• **Records**:
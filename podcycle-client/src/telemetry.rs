//! Telemetry API client
//!
//! Reads the counters the pod lifecycle manager publishes on `/stats`.

use podcycle_core::domain::stats::StatsSnapshot;
use podcycle_core::dto::stats::StatsResponse;
use reqwest::Client;

use crate::error::{ClientError, Result};
use crate::endpoint;

/// HTTP client for the manager's telemetry server
#[derive(Debug, Clone)]
pub struct TelemetryClient {
    /// Base URL of the telemetry server (e.g., "http://localhost:8080")
    base_url: String,
    /// Key sent as the `api_key` query parameter, when the server requires one
    api_key: Option<String>,
    client: Client,
}

impl TelemetryClient {
    /// Create a new telemetry client
    ///
    /// # Arguments
    /// * `base_url` - Base URL of the telemetry server
    /// * `api_key` - Key for servers started with an API key
    pub fn new(base_url: impl Into<String>, api_key: Option<String>) -> Self {
        let base_url = base_url.into();
        Self {
            base_url: base_url.trim_end_matches('/').to_string(),
            api_key,
            client: Client::new(),
        }
    }

    /// Get the base URL of the telemetry server
    pub fn base_url(&self) -> &str {
        &self.base_url
    }

    /// Fetch the current stats snapshot
    pub async fn stats(&self) -> Result<StatsSnapshot> {
        let url = endpoint(&self.base_url, "stats");
        let mut request = self.client.get(&url);
        if let Some(key) = &self.api_key {
            request = request.query(&[("api_key", key)]);
        }

        let response = request.send().await?;
        let status = response.status();

        if !status.is_success() {
            let error_text = response
                .text()
                .await
                .unwrap_or_else(|_| "Unknown error".to_string());
            return Err(ClientError::api_error(status.as_u16(), error_text));
        }

        let body: StatsResponse = response
            .json()
            .await
            .map_err(|e| ClientError::ParseError(format!("Failed to parse JSON response: {}", e)))?;

        Ok(body.stats)
    }
}

#[cfg(test)]
mod tests {
    use super::*;
    use axum::{Json, Router, extract::Query, http::StatusCode, routing::get};
    use std::collections::HashMap;

    #[test]
    fn test_client_trims_trailing_slash() {
        let client = TelemetryClient::new("http://localhost:8080/", None);
        assert_eq!(client.base_url(), "http://localhost:8080");
    }

    #[tokio::test]
    async fn test_stats_sends_api_key() {
        let router = Router::new().route(
            "/stats",
            get(|Query(params): Query<HashMap<String, String>>| async move {
                if params.get("api_key").map(String::as_str) != Some("secret") {
                    return Err(StatusCode::FORBIDDEN);
                }
                Ok(Json(serde_json::json!({
                    "stats": {"pods_total": 2, "pods_running": 1, "pipeline_last_run_time": 42}
                })))
            }),
        );
        let listener = tokio::net::TcpListener::bind("127.0.0.1:0").await.unwrap();
        let addr = listener.local_addr().unwrap();
        tokio::spawn(async move {
            axum::serve(listener, router).await.unwrap();
        });

        let url = format!("http://{}", addr);
        let stats = TelemetryClient::new(&url, Some("secret".to_string()))
            .stats()
            .await
            .unwrap();
        assert_eq!(stats.pods_total, 2);
        assert_eq!(stats.pods_running, 1);
        assert_eq!(stats.pipeline_last_run_time, 42);

        let err = TelemetryClient::new(&url, None).stats().await.unwrap_err();
        assert!(matches!(err, ClientError::ApiError { status: 403, .. }));
    }
}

• **Exercise brief**: A faithful copy of all the records is required.

• **Answer space**:
filename podcycle-client/src/telemetry.rs
//! Telemetry API client
//!
//! Reads the counters the pod lifecycle manager publishes on `/stats`.

use podcycle_core::domain::stats::StatsSnapshot;
use podcycle_core::dto::stats::StatsResponse;
use reqwest::Client;

use crate::error::{ClientError, Result};
use crate::endpoint;

/// HTTP client for the manager's telemetry server
#[derive(Debug, Clone)]
pub struct TelemetryClient {
    /// Base URL of the telemetry server (e.g., "http://localhost:8080")
    base_url: String,
    /// Key sent as the `api_key` query parameter, when the server requires one
    api_key: Option<String>,
    client: Client,
}

impl TelemetryClient {
    /// Create a new telemetry client
    ///
    /// # Arguments
    /// * `base_url` - Base URL of the telemetry server
    /// * `api_key` - Key for servers started with an API key
    pub fn new(base_url: impl Into<String>, api_key: Option<String>) -> Self {
        let base_url = base_url.into();
        Self {
            base_url: base_url.trim_end_matches('/').to_string(),
            api_key,
            client: Client::new(),
        }
    }

    /// Get the base URL of the telemetry server
    pub fn base_url(&self) -> &str {
        &self.base_url
    }

    /// Fetch the current stats snapshot
    pub async fn stats(&self) -> Result<StatsSnapshot> {
        let url = endpoint(&self.base_url, "stats");
        let mut request = self.client.get(&url);
        if let Some(key) = &self.api_key {
            request = request.query(&[("api_key", key)]);
        }

        let response = request.send().await?;
        let status = response.status();

        if !status.is_success() {
            let error_text = response
                .text()
                .await
                .unwrap_or_else(|_| "Unknown error".to_string());
            return Err(ClientError::api_error(status.as_u16(), error_text));
        }

        let body: StatsResponse = response
            .json()
            .await
            .map_err(|e| ClientError::ParseError(format!("Failed to parse JSON response: {}", e)))?;

        Ok(body.stats)
    }
}

#[cfg(test)]
mod tests {
    use super::*;
    use axum::{Json, Router, extract::Query, http::StatusCode, routing::get};
    use std::collections::HashMap;

    #[test]
    fn test_client_trims_trailing_slash() {
        let client = TelemetryClient::new("http://localhost:8080/", None);
        assert_eq!(client.base_url(), "http://localhost:8080");
    }

    #[tokio::test]
    async fn test_stats_sends_api_key() {
        let router = Router::new().route(
            "/stats",
            get(|Query(params): Query<HashMap<String, String>>| async move {
                if params.get("api_key").map(String::as_str) != Some("secret") {
                    return Err(StatusCode::FORBIDDEN);
                }
                Ok(Json(serde_json::json!({
                    "stats": {"pods_total": 2, "pods_running": 1, "pipeline_last_run_time": 42}
                })))
            }),
        );
        let listener = tokio::net::TcpListener::bind("127.0.0.1:0").await.unwrap();
        let addr = listener.local_addr().unwrap();
        tokio::spawn(async move {
            axum::serve(listener, router).await.unwrap();
        });

        let url = format!("http://{}", addr);
        let stats = TelemetryClient::new(&url, Some("secret".to_string()))
            .stats()
            .await
            .unwrap();
        assert_eq!(stats.pods_total, 2);
        assert_eq!(stats.pods_running, 1);
        assert_eq!(stats.pipeline_last_run_time, 42);

        let err = TelemetryClient::new(&url, None).stats().await.unwrap_err();
        assert!(matches!(err, ClientError::ApiError { status: 403, .. }));
    }
}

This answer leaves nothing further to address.